Solved – Basic Question on Conditional and Unconditional Independence

conditional probabilityindependence

I am trying to get my facts straight on the following 3 scenarios:

1) I draw a random sample $y$ from $Bernoulli(p)$. Then let $X_1, X_2, …, X_n$ be conditionally independent $N(\mu_1,\sigma_1)$ if $y = 0$ or $N(\mu_2,\sigma_2)$ if $y = 1$. Are they conditionally identically distributed, unconditionally identically distributed, or not identically distributed? Theoretically $X_1, X_2, …, X_n$ are not unconditionally independent. However for all practical purposes this dependence will be irrelevant because I will not observe another sample $y$. Correct?
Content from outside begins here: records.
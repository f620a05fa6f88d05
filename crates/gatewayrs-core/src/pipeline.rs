//! Component G — the request pipeline. Ties authentication, permission
//! enforcement, the scheduler, rate limiting, OAuth, and usage extraction
//! into the end-to-end per-request flow described in spec §4.G.

use std::collections::{HashMap, HashSet};
use std::pin::Pin;
use std::sync::Arc;
use std::task::{Context, Poll};
use std::time::Duration as StdDuration;

use bytes::{Bytes, BytesMut};
use futures_util::Stream;
use gatewayrs_common::Family;
use gatewayrs_health::{MetricsWindows, QuotaTracker};
use gatewayrs_oauth::{OAuthManager, RefreshConfig};
use gatewayrs_protocol::{InboundRequest, ProtocolConverter, UpstreamHttpRequest};
use gatewayrs_scheduler::ChannelCredentials;
use gatewayrs_ratelimit::{AuthFailureBrake, ChannelRateLimiter, ClientRateLimiter};
use gatewayrs_scheduler::{Channel, ChannelScheduler, Selection, SelectionReason};
use gatewayrs_storage::{RequestLogPatch, RequestLogRecord, RequestStatus, Storage, UsageTotals};
use gatewayrs_usage::UsageExtractor;
use http::HeaderMap;
use time::OffsetDateTime;
use tokio::sync::Mutex;

use crate::auth::{hash_client_identity, AuthContext, MemoryAuth};
use crate::classify::classify_request;
use crate::dispatch::{BodyStream, DispatchError, UpstreamClient, UpstreamStreamResponse};
use crate::error::{ErrorKind, GatewayError};

const MIRROR_BUFFER_CAP: usize = 10 * 1024 * 1024;
const DEFAULT_QUOTA_SUSPEND: StdDuration = StdDuration::from_secs(300);

pub struct PipelineDeps {
    pub scheduler: Arc<ChannelScheduler>,
    pub metrics: Arc<MetricsWindows>,
    pub quotas: Arc<QuotaTracker>,
    pub client_rate_limiter: Arc<ClientRateLimiter>,
    pub channel_rate_limiter: Arc<ChannelRateLimiter>,
    pub auth_brake: Arc<AuthFailureBrake>,
    pub oauth: Arc<OAuthManager>,
    pub auth: Arc<MemoryAuth>,
    pub protocol: Arc<dyn ProtocolConverter>,
    pub upstream: Arc<dyn UpstreamClient>,
    pub storage: Arc<dyn Storage>,
    /// Gateway-wide RPM ceiling a per-key `rpm_limit` of 0 inherits (§3/§4.D).
    pub global_rpm: u32,
}

pub struct RequestPipeline {
    deps: PipelineDeps,
    max_attempts_cap: usize,
    oauth_refresh: RefreshConfig,
}

/// The end of a successful dispatch: headers are final, the body is a tee'd
/// stream the router forwards to the client while this struct's drop-free
/// `finish` obligation records the final outcome once the body is drained.
pub struct DispatchHandle {
    pub request_id: String,
    pub channel_id: String,
    pub status: u16,
    pub headers: HashMap<String, String>,
    pub body: BodyStream,
}

pub enum PipelineOutcome {
    Dispatched(DispatchHandle),
    Exhausted(GatewayError),
}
2) I draw a random sample $y_i$ from $Bernoulli(p)$. Then let $X_i$ distributed as $N(\mu_1,\sigma_1)$ if $y_i = 0$ or as $N(\mu_2,\sigma_2)$ if $y_i = 1$ for $i = 1..n$. $X_1, X_2, …, X_n$ are unconditionally independent. They are also conditionally independent given any subset of $Y_i$. They are unconditionally identically distributed. However they are conditionally not identically distributed (or maybe they are if we are lucky?). Correct? The difference from first scenario is that $y$ is redrawn.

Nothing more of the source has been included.